The data>
++++++++
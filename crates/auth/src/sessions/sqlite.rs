//! SQLite session storage implementation.
//!
//! Shares the database file with the school records, so the table is
//! prefixed to stay clear of the record schema.

use async_trait::async_trait;
use chrono::{DateTime, Utc};
use sqlx::SqlitePool;
use uuid::Uuid;

use campus_core::auth::{AuthError, Result, Session, SessionId, SessionRepository};

const SCHEMA: &str = r#"
CREATE TABLE IF NOT EXISTS auth_sessions (
    id TEXT PRIMARY KEY,
    user_id TEXT NOT NULL,
    created_at TEXT NOT NULL,
    expires_at TEXT NOT NULL
);
CREATE INDEX IF NOT EXISTS idx_auth_sessions_user ON auth_sessions(user_id);
CREATE INDEX IF NOT EXISTS idx_auth_sessions_expiry ON auth_sessions(expires_at);
"#;

/// SQLite-backed session storage.
pub struct SessionStore {
    pool: SqlitePool,
}

impl SessionStore {
    pub fn new(pool: SqlitePool) -> Self {
        Self { pool }
    }

    /// Creates the session table if it does not exist yet.
    pub async fn migrate(&self) -> Result<()> {
        sqlx::raw_sql(SCHEMA)
            .execute(&self.pool)
            .await
            .map_err(storage)?;
        Ok(())
    }

    /// Removes sessions that expired before `now`. Returns how many were removed.
    pub async fn purge_expired(&self, now: DateTime<Utc>) -> Result<u64> {
        let result = sqlx::query("DELETE FROM auth_sessions WHERE expires_at <= ?")
            .bind(now.to_rfc3339())
            .execute(&self.pool)
            .await
            .map_err(storage)?;

        Ok(result.rows_affected())
    }
}

fn storage(error: impl std::fmt::Display) -> AuthError {
    AuthError::Storage(error.to_string())
}

type SessionRow = (String, String, String, String);

fn from_row((id, user_id, created_at, expires_at): SessionRow) -> Result<Session> {
    Ok(Session {
        id: SessionId::new(id),
        user_id: Uuid::parse_str(&user_id).map_err(storage)?,
        created_at: parse_timestamp(&created_at)?,
        expires_at: parse_timestamp(&expires_at)?,
    })
}

fn parse_timestamp(value: &str) -> Result<DateTime<Utc>> {
    DateTime::parse_from_rfc3339(value)
        .map(|dt| dt.with_timezone(&Utc))
        .map_err(storage)
}

#[async_trait]
impl SessionRepository for SessionStore {
    async fn create_session(&self, session: &Session) -> Result<()> {
        sqlx::query(
            "INSERT INTO auth_sessions (id, user_id, created_at, expires_at) VALUES (?, ?, ?, ?)",
        )
        .bind(session.id.as_str())
        .bind(session.user_id.to_string())
        .bind(session.created_at.to_rfc3339())
        .bind(session.expires_at.to_rfc3339())
        .execute(&self.pool)
        .await
        .map_err(storage)?;

        Ok(())
    }

    async fn get_session(&self, id: &SessionId) -> Result<Option<Session>> {
        sqlx::query_as::<_, SessionRow>(
            "SELECT id, user_id, created_at, expires_at FROM auth_sessions WHERE id = ?",
        )
        .bind(id.as_str())
        .fetch_optional(&self.pool)
        .await
        .map_err(storage)?
        .map(from_row)
        .transpose()
    }

    async fn delete_session(&self, id: &SessionId) -> Result<()> {
        sqlx::query("DELETE FROM auth_sessions WHERE id = ?")
            .bind(id.as_str())
            .execute(&self.pool)
            .await
            .map_err(storage)?;

        Ok(())
    }

    async fn delete_user_sessions(&self, user_id: Uuid) -> Result<u64> {
        let result = sqlx::query("DELETE FROM auth_sessions WHERE user_id = ?")
            .bind(user_id.to_string())
            .execute(&self.pool)
            .await
            .map_err(storage)?;

        Ok(result.rows_affected())
    }
}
++++++++
How to complete this task> Give again, word for word, every line of the listing above from the one with "use async_trait::async_trait;" to the one with "fn from_row((id, user_id, created_at, expires_at): SessionRow)", both inclusive, and nothing beyond them.

Solved exercise>
use async_trait::async_trait;
use chrono::{DateTime, Utc};
use sqlx::SqlitePool;
use uuid::Uuid;

use campus_core::auth::{AuthError, Result, Session, SessionId, SessionRepository};

const SCHEMA: &str = r#"
CREATE TABLE IF NOT EXISTS auth_sessions (
    id TEXT PRIMARY KEY,
    user_id TEXT NOT NULL,
    created_at TEXT NOT NULL,
    expires_at TEXT NOT NULL
);
CREATE INDEX IF NOT EXISTS idx_auth_sessions_user ON auth_sessions(user_id);
CREATE INDEX IF NOT EXISTS idx_auth_sessions_expiry ON auth_sessions(expires_at);
"#;

/// SQLite-backed session storage.
pub struct SessionStore {
    pool: SqlitePool,
}

impl SessionStore {
    pub fn new(pool: SqlitePool) -> Self {
        Self { pool }
    }

    /// Creates the session table if it does not exist yet.
    pub async fn migrate(&self) -> Result<()> {
        sqlx::raw_sql(SCHEMA)
            .execute(&self.pool)
            .await
            .map_err(storage)?;
        Ok(())
    }

    /// Removes sessions that expired before `now`. Returns how many were removed.
    pub async fn purge_expired(&self, now: DateTime<Utc>) -> Result<u64> {
        let result = sqlx::query("DELETE FROM auth_sessions WHERE expires_at <= ?")
            .bind(now.to_rfc3339())
            .execute(&self.pool)
            .await
            .map_err(storage)?;

        Ok(result.rows_affected())
    }
}

fn storage(error: impl std::fmt::Display) -> AuthError {
    AuthError::Storage(error.to_string())
}

type SessionRow = (String, String, String, String);

fn from_row((id, user_id, created_at, expires_at): SessionRow) -> Result<Session> {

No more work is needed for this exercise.